Minneapolis, Minn. (Vocus/PRWEB) March 05, 2011
The February Employment Situation Report
released by the Bureau of Labor Statistics under the Department of Labor stated that the employment rate has now dipped down to 8.9 percent, which is the first time in two years that it has been under 9 percent. The largest number of jobs was added in the professional and business sector.
Overall, the BLS reported an increase of 192,000 in non-farm payrolls. Private payrolls actually added 222,000; however, government payrolls—mainly at the state and local levels—decline by 30,000. Altogether, there are 13.7 million people who are still out of work and actively looking, according to the BLS report.
Across sectors, increased hiring was primarily experienced in the professional and business sector, which added 47,000 new jobs, 35,000 of which were in administrative support. Health care continued to add new jobs—more than 15,000 were added in nursing or residential care while almost 17,000 were added in ambulatory care.
“The health care field has been extremely stable throughout these times of higher unemployment, and we expect to continue to see jobs added for professionals in nursing, medical assisting, health information technology, and other related fields,” National Director of Career Development at Rasmussen College
Tamryn Hennessy said. “Furthermore, we are encouraged to see the growth in the business sector for administrative support as it bodes well for people with associate’s degrees or higher.”

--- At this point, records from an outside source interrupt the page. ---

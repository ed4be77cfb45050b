//! Redis-backed implementations of the core store and broker contracts.
//! The key-value side runs on a multiplexed connection; the pub/sub side
//! splits one dedicated connection into a command sink and a message
//! stream, so plane operations and the receive loop never contend for it.

use async_trait::async_trait;
use futures::StreamExt;
use nearcast_core::{CoreError, KeyValueStore, PubSub};
use redis::aio::{MultiplexedConnection, PubSubSink, PubSubStream};
use redis::AsyncCommands;
use tokio::sync::Mutex;

fn store_err(e: redis::RedisError) -> CoreError {
    CoreError::Store(e.to_string())
}

fn broker_err(e: redis::RedisError) -> CoreError {
    CoreError::Broker(e.to_string())
}

/// SETEX/GET over one multiplexed Redis connection.
pub struct RedisKv {
    conn: MultiplexedConnection,
}

impl RedisKv {
    /// Connect and verify the server answers a PING.
    pub async fn connect(url: &str) -> Result<Self, CoreError> {
        let client = redis::Client::open(url).map_err(store_err)?;
        let mut conn = client
            .get_multiplexed_async_connection()
            .await
            .map_err(store_err)?;
        redis::cmd("PING")
            .query_async::<String>(&mut conn)
            .await
            .map_err(store_err)?;
        Ok(RedisKv { conn })
    }
}

#[async_trait]
impl KeyValueStore for RedisKv {
    async fn setex(&self, key: &str, ttl_secs: u64, value: &[u8]) -> Result<(), CoreError> {
        let mut conn = self.conn.clone();
        let _: () = conn.set_ex(key, value, ttl_secs).await.map_err(store_err)?;
        Ok(())
    }

    async fn get(&self, key: &str) -> Result<Option<Vec<u8>>, CoreError> {
        let mut conn = self.conn.clone();
        conn.get(key).await.map_err(store_err)
    }
}

/// One Redis pub/sub connection plus a publishing side.
pub struct RedisPubSub {
    publisher: MultiplexedConnection,
    sink: Mutex<PubSubSink>,
    stream: Mutex<PubSubStream>,
}

impl RedisPubSub {
    pub async fn connect(url: &str) -> Result<Self, CoreError> {
        let client = redis::Client::open(url).map_err(broker_err)?;
        let publisher = client
            .get_multiplexed_async_connection()
            .await
            .map_err(broker_err)?;
        let (sink, stream) = client
            .get_async_pubsub()
            .await
            .map_err(broker_err)?
            .split();
        Ok(RedisPubSub {
            publisher,
            sink: Mutex::new(sink),
            stream: Mutex::new(stream),
        })
    }
}

#[async_trait]
impl PubSub for RedisPubSub {
    async fn publish(&self, channel: &str, payload: &[u8]) -> Result<(), CoreError> {
        let mut conn = self.publisher.clone();
        let _: i64 = conn.publish(channel, payload).await.map_err(broker_err)?;
        Ok(())
    }

    async fn subscribe(&self, channel: &str) -> Result<(), CoreError> {
        self.sink
            .lock()
            .await
            .subscribe(channel)
            .await
            .map_err(broker_err)
    }

    async fn unsubscribe(&self, channel: &str) -> Result<(), CoreError> {
        self.sink
            .lock()
            .await
            .unsubscribe(channel)
            .await
            .map_err(broker_err)
    }

    async fn receive(&self) -> Result<(String, Vec<u8>), CoreError> {
        let mut stream = self.stream.lock().await;
        match stream.next().await {
            Some(msg) => Ok((
                msg.get_channel_name().to_string(),
                msg.get_payload_bytes().to_vec(),
            )),
            None => Err(CoreError::Broker("pub/sub connection closed".to_string())),
        }
    }
}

In addition to data by sector, the Employment Situation Report continues to demonstrate the correlation between unemployment rates and educational background. While the unemployment rate for those with only a high school degree actually increased to 9.5 percent from 9.4 percent in January, those with some college or associate’s degree declined to 7.8 percent from 8.0 percent in January. The most employed cohort continues to be those with a bachelor’s degree or higher at 4.3 percent unemployment.
While the employment situation looks promising in some sectors and for those with college credentials, Hennessy cautions that we may see rising unemployment over the next few months.
“It would not be unexpected that our unemployment rate could increase slightly over the next few months as those discouraged workers who have previously left the active search mode will be encouraged to return to a brighter arena,” Hennessy said. “Additionally signs of possible inflation due to rising energy and food prices will have some impact on potential discretionary corporate income for hiring in some industries.”